Gut microbes can modulate mucus compression by modifying the polymeric composition of intestinal contents. (A) Mucus compression induced by dietary polymers, determined using the ex vivo microparticle method. Each data point represents the mean of a series of five measurements on a single explant; error bars represent measurement uncertainty. (Inset) Data for pectin and pullulan with semilogarithmic axes. (B and C) Mucus (B) thickness or (C) compression measurements determined using (purple) ex vivo microparticle method or (gray) FC oil method, for explants from SPF or GF mice. Last bar in B shows measurements for washed GF explants.
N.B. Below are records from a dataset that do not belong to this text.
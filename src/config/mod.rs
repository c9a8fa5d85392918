//! Configuration module for pocket-translator.
//!
//! Split into sub-modules:
//! - `config_struct`: Config struct definition
//! - `defaults`: Config Default implementation and default value fns
//! - `io`: Config loading and saving

mod config_struct;
mod defaults;
mod io;

pub use config_struct::Config;
pub use io::{get_config_path, load_config, save_config};
//! Content safety gate.
//!
//! Unlike the other clients this one is fail-closed: any transport error,
//! non-success status, or unparseable body is an "unsafe" verdict, never an
//! error to the caller.

use super::client::UREQ_AGENT;
use crate::config::Config;
use log::warn;

pub struct ContentSafetyGate {
    endpoint: String,
}

impl ContentSafetyGate {
    pub fn new(config: &Config) -> Self {
        Self {
            endpoint: config.safety_endpoint.clone(),
        }
    }

    /// Returns true iff the moderation endpoint answers `{"data":"safe"}`.
    pub fn is_content_safe(&self, message: &str) -> bool {
        let payload = serde_json::json!({ "message": message });

        let resp = match UREQ_AGENT.post(&self.endpoint).send_json(payload) {
            Ok(resp) => resp,
            Err(e) => {
                warn!("safety check request failed, treating content as unsafe: {}", e);
                return false;
            }
        };

        let json: serde_json::Value = match resp.into_body().read_json() {
            Ok(json) => json,
            Err(e) => {
                warn!("safety check response unparseable, treating content as unsafe: {}", e);
                return false;
            }
        };

        json.get("data").and_then(|d| d.as_str()) == Some("safe")
    }
}
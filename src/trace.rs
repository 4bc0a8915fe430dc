//! Trace of a request's journey through a chain.

use crate::Request;

/// Requests observed between the stages of one chain run.
///
/// `pipe_points[0]` is the input, `pipe_points[i]` is the output after
/// stage `i-1`. Length is `stage_names.len() + 1`.
#[derive(Debug, Clone, PartialEq)]
pub struct ChainTrace {
    /// Names of each stage in the chain.
    pub stage_names: Vec<String>,
    /// Request present at each pipe point between stages.
    pub pipe_points: Vec<Request>,
}

impl ChainTrace {
    /// The final request, or `None` for an empty trace.
    pub fn output(&self) -> Option<&Request> {
        self.pipe_points.last()
    }

    /// Input and output of each stage, paired with its name.
    pub fn steps(&self) -> impl Iterator<Item = (&str, &Request, &Request)> {
        self.stage_names
            .iter()
            .zip(self.pipe_points.windows(2))
            .map(|(name, pair)| (name.as_str(), &pair[0], &pair[1]))
    }
}
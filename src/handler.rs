//! The handler capability and its sequential combinator.
//!
//! A handler transforms a borrowed [`Request`] into a new one. Any
//! `Fn(&Request) -> Request` is a handler, so closures and plain functions
//! can be used directly:
//!
//! ```
//! use request_chain::{Handler, Request};
//!
//! let shout = |req: &Request| Request::new(req.data().to_uppercase());
//! let bang = |req: &Request| Request::new(format!("{}!", req.data()));
//!
//! let both = shout.then(bang);
//! assert_eq!(both.handle(&Request::new("hi")).data(), "HI!");
//! ```

use std::fmt;

use crate::Request;

/// A pure transform from one request to a new request.
pub trait Handler {
    /// Produce a new request from `request`.
    fn handle(&self, request: &Request) -> Request;

    /// Combine `self` with `next` into a handler that runs `self` first and
    /// feeds its output to `next`.
    ///
    /// Neither handler runs until the combined handler is invoked.
    fn then<N>(self, next: N) -> Then<Self, N>
    where
        Self: Sized,
        N: Handler,
    {
        Then { first: self, next }
    }

    /// Erase the handler's type.
    fn boxed(self) -> BoxedHandler
    where
        Self: Sized + Send + Sync + 'static,
    {
        BoxedHandler(Box::new(self))
    }
}

impl<F> Handler for F
where
    F: Fn(&Request) -> Request,
{
    fn handle(&self, request: &Request) -> Request {
        self(request)
    }
}

/// Sequential composition of two handlers. Built by [`Handler::then`].
#[derive(Debug, Clone, Copy)]
pub struct Then<A, B> {
    first: A,
    next: B,
}

impl<A, B> Handler for Then<A, B>
where
    A: Handler,
    B: Handler,
{
    fn handle(&self, request: &Request) -> Request {
        self.next.handle(&self.first.handle(request))
    }
}

/// A type-erased handler, used where chains are assembled at runtime.
pub struct BoxedHandler(Box<dyn Handler + Send + Sync>);

impl Handler for BoxedHandler {
    fn handle(&self, request: &Request) -> Request {
        self.0.handle(request)
    }
}

impl fmt::Debug for BoxedHandler {
    fn fmt(&self, f: &mut fmt::Formatter<'_>) -> fmt::Result {
        f.write_str("BoxedHandler")
    }
}

/// Fold handlers left to right with [`Handler::then`].
///
/// Returns `None` when `handlers` is empty.
pub fn compose_all<I>(handlers: I) -> Option<BoxedHandler>
where
    I: IntoIterator<Item = BoxedHandler>,
{
    handlers
        .into_iter()
        .reduce(|acc, next| acc.then(next).boxed())
}
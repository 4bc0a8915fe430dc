//! The immutable request value that flows through a handler chain.

use std::fmt;

/// An immutable request carrying a single string payload.
///
/// Handlers never change a `Request` in place. To change the payload,
/// build a new `Request`.
#[derive(Debug, Clone, PartialEq, Eq, Hash, Default)]
pub struct Request {
    data: String,
}

impl Request {
    /// Create a request from any string, including the empty string.
    pub fn new(data: impl Into<String>) -> Self {
        Self { data: data.into() }
    }

    /// The request payload.
    pub fn data(&self) -> &str {
        &self.data
    }

    /// Consume the request, returning its payload.
    pub fn into_data(self) -> String {
        self.data
    }
}

impl fmt::Display for Request {
    fn fmt(&self, f: &mut fmt::Formatter<'_>) -> fmt::Result {
        write!(f, "Request{{data='{}'}}", self.data)
    }
}

impl From<&str> for Request {
    fn from(data: &str) -> Self {
        Self::new(data)
    }
}

impl From<String> for Request {
    fn from(data: String) -> Self {
        Self::new(data)
    }
}
//! Error types for request chains.

use thiserror::Error;

/// A digest strategy could not produce a digest.
///
/// `CreateDigest` never lets this escape; it substitutes an empty digest.
#[derive(Debug, Clone, PartialEq, Eq, Error)]
pub enum DigestError {
    #[error("{algorithm} digest failed: {reason}")]
    Failed {
        algorithm: &'static str,
        reason: String,
    },
}

/// Errors raised while assembling a chain from text.
#[derive(Debug, Clone, PartialEq, Eq, Error)]
pub enum ChainError {
    #[error("chain has no stages")]
    EmptyChain,

    #[error("unknown handler '{name}' at stage {position} (try transaction, digest, or request)")]
    UnknownHandler { name: String, position: usize },

    #[error("unknown digest algorithm '{0}' (try fixed or sha256)")]
    UnknownDigest(String),
}
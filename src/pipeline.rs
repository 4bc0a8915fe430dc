//! The common request pipeline: transaction tag, then digest, then request tag.

use std::sync::LazyLock;

use crate::Request;
use crate::digest::{DigestStrategy, FixedDigest};
use crate::handler::{Handler, Then};
use crate::handlers::{CreateDigest, wrap_in_request_tag, wrap_in_transaction_tag};

/// Payload of the seed request used by the CLI.
pub const SEED_DATA: &str = "New request";

/// A plain-function handler.
pub type HandlerFn = fn(&Request) -> Request;

/// Concrete type of the common pipeline for a digest strategy `D`.
pub type CommonRequestHandler<D = FixedDigest> =
    Then<Then<HandlerFn, CreateDigest<D>>, HandlerFn>;

/// The common pipeline with the reference digest, built on first use.
pub static COMMON_REQUEST_HANDLER: LazyLock<CommonRequestHandler> =
    LazyLock::new(common_request_handler);

/// Build the common pipeline with the reference digest.
pub fn common_request_handler() -> CommonRequestHandler {
    common_request_handler_with(FixedDigest::default())
}

/// Build the common pipeline around a caller-supplied digest strategy.
///
/// The digest covers the transaction-wrapped payload, and the result is
/// wrapped in the outer request tag.
pub fn common_request_handler_with<D: DigestStrategy>(strategy: D) -> CommonRequestHandler<D> {
    (wrap_in_transaction_tag as HandlerFn)
        .then(CreateDigest::new(strategy))
        .then(wrap_in_request_tag as HandlerFn)
}

#[cfg(test)]
mod tests {
    use super::*;
    use crate::digest::{REFERENCE_DIGEST, Sha256Digest};

    const EXPECTED: &str = "<request>\n<transaction> \n New request \n </transaction>\n<digest>CZVMYTgc3iiOdJjFP+6dhQ==</digest>\n</request>";

    #[test]
    fn test_end_to_end() {
        let out = COMMON_REQUEST_HANDLER.handle(&Request::new(SEED_DATA));
        assert_eq!(out.data(), EXPECTED);
    }

    #[test]
    fn test_builder_matches_static() {
        let seed = Request::new(SEED_DATA);
        assert_eq!(
            common_request_handler().handle(&seed),
            COMMON_REQUEST_HANDLER.handle(&seed)
        );
    }

    #[test]
    fn test_matches_manual_order() {
        let seed = Request::new("payload");
        let wrapped = wrap_in_transaction_tag(&seed);
        let manual = wrap_in_request_tag(&CreateDigest::reference().handle(&wrapped));
        assert_eq!(COMMON_REQUEST_HANDLER.handle(&seed), manual);
    }

    #[test]
    fn test_digest_covers_transaction_payload() {
        let seed = Request::new(SEED_DATA);
        let out = common_request_handler_with(Sha256Digest).handle(&seed);

        let wrapped = wrap_in_transaction_tag(&seed);
        let digest = Sha256Digest.digest(wrapped.data()).unwrap();
        assert_eq!(
            out.data(),
            format!("<request>\n{}<digest>{digest}</digest>\n</request>", wrapped.data())
        );
        assert!(!out.data().contains(REFERENCE_DIGEST));
    }

    #[test]
    fn test_repeated_calls_are_independent() {
        let seed = Request::new(SEED_DATA);
        let first = COMMON_REQUEST_HANDLER.handle(&seed);
        let second = COMMON_REQUEST_HANDLER.handle(&seed);
        assert_eq!(first, second);
        assert_eq!(seed.data(), SEED_DATA);
    }

    #[test]
    fn test_not_idempotent() {
        let once = COMMON_REQUEST_HANDLER.handle(&Request::new(SEED_DATA));
        let twice = COMMON_REQUEST_HANDLER.handle(&once);
        assert_ne!(once, twice);
        assert_eq!(twice.data().matches("<request>").count(), 2);
        assert_eq!(twice.data().matches("<digest>").count(), 2);
    }

    #[test]
    fn test_shared_across_threads() {
        let handles: Vec<_> = (0..4)
            .map(|i| {
                std::thread::spawn(move || {
                    COMMON_REQUEST_HANDLER.handle(&Request::new(format!("r{i}")))
                })
            })
            .collect();
        for (i, h) in handles.into_iter().enumerate() {
            let out = h.join().unwrap();
            assert!(out.data().contains(&format!(" r{i} ")));
        }
    }
}
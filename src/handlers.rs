//! The concrete handlers: transaction tag, digest, and request tag.
//!
//! Each handler is stateless and independent of the others.

use tracing::warn;

use crate::Request;
use crate::digest::{DigestStrategy, FixedDigest};
use crate::handler::Handler;

/// Wrap the payload in `<transaction>...</transaction>`.
///
/// `P` becomes `"<transaction> \n P \n </transaction>\n"`.
pub fn wrap_in_transaction_tag(request: &Request) -> Request {
    Request::new(format!(
        "<transaction> \n {} \n </transaction>\n",
        request.data()
    ))
}

/// Wrap the payload in `<request>...</request>`.
///
/// `P` becomes `"<request>\nP\n</request>"`.
pub fn wrap_in_request_tag(request: &Request) -> Request {
    Request::new(format!("<request>\n{}\n</request>", request.data()))
}

/// Append `<digest>D</digest>` to the payload, where `D` comes from the
/// configured [`DigestStrategy`].
///
/// A failing strategy never fails the handler: the digest is left empty.
#[derive(Debug, Clone)]
pub struct CreateDigest<D = FixedDigest> {
    strategy: D,
}

impl CreateDigest<FixedDigest> {
    /// Digest handler appending [`REFERENCE_DIGEST`](crate::digest::REFERENCE_DIGEST).
    pub fn reference() -> Self {
        Self::new(FixedDigest::default())
    }
}

impl Default for CreateDigest<FixedDigest> {
    fn default() -> Self {
        Self::reference()
    }
}

impl<D: DigestStrategy> CreateDigest<D> {
    pub fn new(strategy: D) -> Self {
        Self { strategy }
    }
}

impl<D: DigestStrategy> Handler for CreateDigest<D> {
    fn handle(&self, request: &Request) -> Request {
        let digest = self.strategy.digest(request.data()).unwrap_or_else(|e| {
            warn!(error = %e, "digest omitted");
            String::new()
        });
        Request::new(format!("{}<digest>{digest}</digest>", request.data()))
    }
}

#[cfg(test)]
mod tests {
    use super::*;
    use crate::digest::{REFERENCE_DIGEST, Sha256Digest};
    use crate::error::DigestError;
    use proptest::prelude::*;

    struct Broken;

    impl DigestStrategy for Broken {
        fn digest(&self, _payload: &str) -> Result<String, DigestError> {
            Err(DigestError::Failed {
                algorithm: "broken",
                reason: "no hasher".to_string(),
            })
        }
    }

    #[test]
    fn test_transaction_tag() {
        let out = wrap_in_transaction_tag(&Request::new("New request"));
        assert_eq!(out.data(), "<transaction> \n New request \n </transaction>\n");
    }

    #[test]
    fn test_request_tag() {
        let out = wrap_in_request_tag(&Request::new("body"));
        assert_eq!(out.data(), "<request>\nbody\n</request>");
    }

    #[test]
    fn test_create_digest_default() {
        let out = CreateDigest::reference().handle(&Request::new("P"));
        assert_eq!(out.data(), format!("P<digest>{REFERENCE_DIGEST}</digest>"));
    }

    #[test]
    fn test_create_digest_sha256() {
        let out = CreateDigest::new(Sha256Digest).handle(&Request::new(""));
        assert_eq!(
            out.data(),
            "<digest>47DEQpj8HBSa+/TImW+5JCeuQeRkm5NMpJWZG3hSuFU=</digest>"
        );
    }

    #[test]
    fn test_failed_digest_is_omitted() {
        let out = CreateDigest::new(Broken).handle(&Request::new("P"));
        assert_eq!(out.data(), "P<digest></digest>");
    }

    #[test]
    fn test_empty_payloads() {
        assert_eq!(
            wrap_in_transaction_tag(&Request::new("")).data(),
            "<transaction> \n  \n </transaction>\n"
        );
        assert_eq!(wrap_in_request_tag(&Request::new("")).data(), "<request>\n\n</request>");
    }

    #[test]
    fn test_reapplying_nests_tags() {
        let once = wrap_in_request_tag(&Request::new("x"));
        let twice = wrap_in_request_tag(&once);
        assert_ne!(once, twice);
        assert_eq!(twice.data(), "<request>\n<request>\nx\n</request>\n</request>");

        let once = CreateDigest::reference().handle(&Request::new("x"));
        let twice = CreateDigest::reference().handle(&once);
        assert_eq!(twice.data().matches("<digest>").count(), 2);

        let once = wrap_in_transaction_tag(&Request::new("x"));
        let twice = wrap_in_transaction_tag(&once);
        assert_ne!(once, twice);
        assert_eq!(twice.data().matches("<transaction>").count(), 2);
    }

    proptest! {
        #[test]
        fn prop_transaction_tag_format(p in ".*") {
            let input = Request::new(p.clone());
            let out = wrap_in_transaction_tag(&input);
            prop_assert_eq!(out.data(), format!("<transaction> \n {p} \n </transaction>\n"));
            prop_assert_eq!(input.data(), p.as_str());
        }

        #[test]
        fn prop_request_tag_format(p in ".*") {
            let input = Request::new(p.clone());
            let out = wrap_in_request_tag(&input);
            prop_assert_eq!(out.data(), format!("<request>\n{p}\n</request>"));
            prop_assert_eq!(input.data(), p.as_str());
        }

        #[test]
        fn prop_digest_appends(p in ".*") {
            let input = Request::new(p.clone());
            let out = CreateDigest::reference().handle(&input);
            prop_assert_eq!(out.data(), format!("{p}<digest>{REFERENCE_DIGEST}</digest>"));
            prop_assert_eq!(input.data(), p.as_str());
        }
    }
}
pub mod captions;
pub mod frontend;
pub mod model;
Data are presented as means ± SEM. We also found using our ex vivo method that SPF contents only compressed mucus on a GF explant by 5 ± 2% (n = 1). (D) Schematic depicting how microbial degradation of polymers alters mucus compression.
Fig. S10.
Fig. S10.
Gel permeation chromatography of luminal contents from SPF and GF mice. We used an Agilent 1100 HPLC with a binary pump and autosampler, which was connected to a Tosoh TSKgel G3000SWxl column equilibrated with 1× PBS, pH 7.4, flow rate 0.7 mL/min. For detection of the polymers, a Wyatt DAWN HELEOS light scattering instrument with a Wyatt Optilab Rex refractive index detector was used. Detected peaks were analyzed using ASTRA V software. For the pullulan standards, the Agilent PL 2090-0101 Pullulan polysaccharide calibration kit (Agilent) was used. An injection volume of 50 μL was used for each. All samples were prepared in 1× PBS and run through a sterile syringe filter (polyvinylidene fluoride, 13-mm diameter, pore size of 0.22 μm; Fisherbrand) before injection. For luminal contents, on the day of the experiment, frozen liquid fractions were warmed to room temperature for 10–20 min then diluted twofold with 1× PBS. Samples were centrifuged at 12,000 × g at 4 °C for 2 h in sterile centrifugal filters (polyvinylidene fluoride, pore size 0.22 μm; EMD Millipore). After centrifugation, samples were allowed to equilibrate to room temperature for 30 min before injection. For all liquid fraction samples, an injection volume of 10 μL was used. If multiple runs were performed on the same sample, the remaining sample volume was stored at 4 °C until prior runs were complete. (A) Chromatograms of luminal contents from four 3-mo-old SPF males (purple) and two male and one female, 4-mo-old GF (green) mice. Differential refractive index (dRI) is plotted against time (minutes). Both runs were run on the same day. (B) Chromatograms of luminal contents of GF mice (green) and pullulan standards (gray). dRI is plotted against time (minutes). Concentrations and peak average molecular weights of the standards used were (i) 5 mg/mL 180 Da, (ii) 8 mg/mL 667 Da, (iii) 4 mg/mL 6,100 Da, (iv) 4 mg/mL 9,600 Da, (v) 1 mg/mL 47,100 Da, (vi) 1 mg/mL 107,000 Da, (vii) 1 mg/mL 194,000 Da, 344,000 Da, and 708,000 Da.